## TASK DIRECTIONS
Only the count should appear in your answer: how many lines of the data below contain the word "version"?

## THE INPUT

——————————

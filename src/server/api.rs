//! JSON endpoints of the dashboard.

use std::path::Path;
use std::sync::Arc;

use axum::extract::rejection::JsonRejection;
use axum::extract::State;
use axum::http::StatusCode;
use axum::response::{IntoResponse, Response};
use axum::Json;
use chrono::Local;
use indexmap::IndexMap;
use serde::{Deserialize, Serialize};
use serde_json::json;
use tracing::{info, warn};

use crate::config::{ConfigManager, DimensionWeight, EvaluationConfig};
use crate::error::{ConfigError, FileOpError, RunError};
use crate::evaluation::dimension::label_for;
use crate::files::{FileEntry, FileManager, Folder};
use crate::runner::run_evaluator;

use super::error::ApiError;
use super::state::AppState;

/// Display format of `last_updated` and run timestamps.
pub const DISPLAY_TIME_FORMAT: &str = "%Y-%m-%d %H:%M:%S";

fn now_display() -> String {
    Local::now().format(DISPLAY_TIME_FORMAT).to_string()
}

// ── Views ─────────────────────────────────────────────────────────

#[derive(Debug, Serialize)]
pub struct PieSlice {
    pub name: String,
    pub value: f64,
    pub original_name: String,
}

#[derive(Debug, Serialize)]
pub struct ConfigView {
    pub weights: IndexMap<String, DimensionWeight>,
    pub pie_data: Vec<PieSlice>,
    pub total_weight: f64,
    pub last_updated: String,
    #[serde(skip_serializing_if = "Option::is_none")]
    pub error: Option<String>,
}

impl ConfigView {
    /// Read the config at `path` the way the evaluator does: an invalid file
    /// falls back to the default weights, noted in `error`. Blocking.
    pub fn read(path: &Path) -> Self {
        let (manager, error) = match ConfigManager::open(path) {
            Ok(manager) => (manager, None),
            Err(e) => {
                warn!(path = %path.display(), error = %e, "invalid evaluation config, showing defaults");
                (
                    ConfigManager::with_config(path, EvaluationConfig::default()),
                    Some(e.to_string()),
                )
            }
        };

        let weights = manager.config().evaluation_weights.clone();
        let pie_data: Vec<PieSlice> = weights
            .iter()
            .map(|(name, dim)| PieSlice {
                name: label_for(name).to_string(),
                value: dim.weight,
                original_name: name.clone(),
            })
            .collect();
        let total_weight = pie_data.iter().map(|s| s.value).sum();

        Self {
            weights,
            pie_data,
            total_weight,
            last_updated: now_display(),
            error,
        }
    }

    pub async fn load(state: &Arc<AppState>) -> Result<Self, ApiError> {
        let path = state.config_path.clone();
        Ok(tokio::task::spawn_blocking(move || Self::read(&path)).await?)
    }
}

#[derive(Debug, Serialize)]
pub struct MonitorView {
    pub target_folder: String,
    pub source_folder: String,
    pub target_files: Vec<FileEntry>,
    pub source_files: Vec<FileEntry>,
    pub last_updated: String,
    #[serde(skip_serializing_if = "Option::is_none")]
    pub error: Option<String>,
}

impl MonitorView {
    /// Blocking.
    pub fn read(state: &AppState) -> Self {
        let files = &state.files;
        let mut errors = Vec::new();
        let mut list = |folder: Folder| {
            files.list(folder).unwrap_or_else(|e| {
                warn!(folder = ?folder, error = %e, "cannot list folder");
                errors.push(e.to_string());
                Vec::new()
            })
        };
        let target_files = list(Folder::Target);
        let source_files = list(Folder::Source);

        Self {
            target_folder: files.dir(Folder::Target).display().to_string(),
            source_folder: files.dir(Folder::Source).display().to_string(),
            target_files,
            source_files,
            last_updated: now_display(),
            error: (!errors.is_empty()).then(|| errors.join("; ")),
        }
    }

    pub async fn load(state: &Arc<AppState>) -> Result<Self, ApiError> {
        let state = Arc::clone(state);
        Ok(tokio::task::spawn_blocking(move || Self::read(&state)).await?)
    }
}

// ── Read endpoints ────────────────────────────────────────────────

#[derive(Serialize)]
pub struct HealthResponse {
    pub status: &'static str,
    pub version: &'static str,
}

pub async fn health() -> Json<HealthResponse> {
    Json(HealthResponse {
        status: "ok",
        version: env!("CARGO_PKG_VERSION"),
    })
}

pub async fn config(State(state): State<Arc<AppState>>) -> Result<Json<ConfigView>, ApiError> {
    Ok(Json(ConfigView::load(&state).await?))
}

pub async fn monitor(State(state): State<Arc<AppState>>) -> Result<Json<MonitorView>, ApiError> {
    Ok(Json(MonitorView::load(&state).await?))
}

// ── File operations ───────────────────────────────────────────────

#[derive(Debug, Serialize)]
pub struct ActionResponse {
    pub success: bool,
    pub message: String,
}

impl ActionResponse {
    fn ok(message: String) -> Json<Self> {
        info!("{}", message);
        Json(Self {
            success: true,
            message,
        })
    }
}

fn required(value: Option<String>, name: &'static str) -> Result<String, ApiError> {
    match value {
        Some(v) if !v.is_empty() => Ok(v),
        _ => Err(FileOpError::MissingParameter(name).into()),
    }
}

/// Run a file operation on the blocking pool.
async fn with_files<F>(state: &Arc<AppState>, op: F) -> Result<(), ApiError>
where
    F: FnOnce(&FileManager) -> Result<(), FileOpError> + Send + 'static,
{
    let state = Arc::clone(state);
    tokio::task::spawn_blocking(move || op(&state.files)).await??;
    Ok(())
}

#[derive(Debug, Deserialize)]
pub struct RenameRequest {
    pub folder_type: Option<String>,
    pub old_name: Option<String>,
    pub new_name: Option<String>,
}

pub async fn rename_file(
    State(state): State<Arc<AppState>>,
    body: Result<Json<RenameRequest>, JsonRejection>,
) -> Result<Json<ActionResponse>, ApiError> {
    let Json(req) = body?;
    let folder = Folder::parse(&required(req.folder_type, "folder_type")?)?;
    let old_name = required(req.old_name, "old_name")?;
    let new_name = required(req.new_name, "new_name")?;

    let message = format!("renamed {} -> {}", old_name, new_name);
    with_files(&state, move |files| files.rename(folder, &old_name, &new_name)).await?;
    Ok(ActionResponse::ok(message))
}

#[derive(Debug, Deserialize)]
pub struct FileRequest {
    pub file_name: Option<String>,
}

pub async fn transfer_file(
    State(state): State<Arc<AppState>>,
    body: Result<Json<FileRequest>, JsonRejection>,
) -> Result<Json<ActionResponse>, ApiError> {
    let Json(req) = body?;
    let name = required(req.file_name, "file_name")?;
    let message = format!("transferred {}", name);
    with_files(&state, move |files| files.transfer(&name)).await?;
    Ok(ActionResponse::ok(message))
}

pub async fn delete_file(
    State(state): State<Arc<AppState>>,
    body: Result<Json<FileRequest>, JsonRejection>,
) -> Result<Json<ActionResponse>, ApiError> {
    delete_in(&state, Folder::Target, body).await
}

pub async fn delete_source_file(
    State(state): State<Arc<AppState>>,
    body: Result<Json<FileRequest>, JsonRejection>,
) -> Result<Json<ActionResponse>, ApiError> {
    delete_in(&state, Folder::Source, body).await
}

async fn delete_in(
    state: &Arc<AppState>,
    folder: Folder,
    body: Result<Json<FileRequest>, JsonRejection>,
) -> Result<Json<ActionResponse>, ApiError> {
    let Json(req) = body?;
    let name = required(req.file_name, "file_name")?;
    let message = format!("deleted {}", name);
    with_files(state, move |files| files.delete(folder, &name)).await?;
    Ok(ActionResponse::ok(message))
}

// ── Evaluator and weights ─────────────────────────────────────────

pub async fn run_fusion_evaluator(State(state): State<Arc<AppState>>) -> Response {
    match run_evaluator(&state.evaluator).await {
        Ok(output) if output.success() => Json(json!({
            "success": true,
            "message": "evaluator finished successfully",
            "output": output.stdout,
            "timestamp": now_display(),
        }))
        .into_response(),
        Ok(output) => {
            let code = output
                .exit_code
                .map(|c| c.to_string())
                .unwrap_or_else(|| "none (terminated by signal)".to_string());
            warn!(exit_code = %code, "evaluator failed");
            (
                StatusCode::INTERNAL_SERVER_ERROR,
                Json(json!({
                    "success": false,
                    "error": format!("evaluator failed with exit code {}", code),
                    "stdout": output.stdout,
                    "stderr": output.stderr,
                })),
            )
                .into_response()
        }
        Err(err @ RunError::Timeout(_)) => (
            StatusCode::GATEWAY_TIMEOUT,
            Json(json!({
                "success": false,
                "kind": "timeout",
                "error": err.to_string(),
            })),
        )
            .into_response(),
        Err(err) => {
            warn!(error = %err, "evaluator could not be run");
            (
                StatusCode::INTERNAL_SERVER_ERROR,
                Json(json!({ "success": false, "error": err.to_string() })),
            )
                .into_response()
        }
    }
}

#[derive(Debug, Deserialize)]
pub struct UpdateWeightRequest {
    pub dimension: Option<String>,
    pub weight: Option<f64>,
}

pub async fn update_weight(
    State(state): State<Arc<AppState>>,
    body: Result<Json<UpdateWeightRequest>, JsonRejection>,
) -> Result<Json<ActionResponse>, ApiError> {
    let Json(req) = body?;
    let dimension = required(req.dimension, "dimension")?;
    let weight = req
        .weight
        .ok_or(ApiError::from(FileOpError::MissingParameter("weight")))?;

    let message = format!("weight updated: {} = {}", dimension, weight);
    let path = state.config_path.clone();
    let _guard = state.config_lock.lock().await;
    tokio::task::spawn_blocking(move || -> Result<(), ConfigError> {
        let mut manager = ConfigManager::open(path)?;
        manager.set_weight(&dimension, weight)
    })
    .await??;
    Ok(ActionResponse::ok(message))
}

——————————

## RESPONSE BOX
2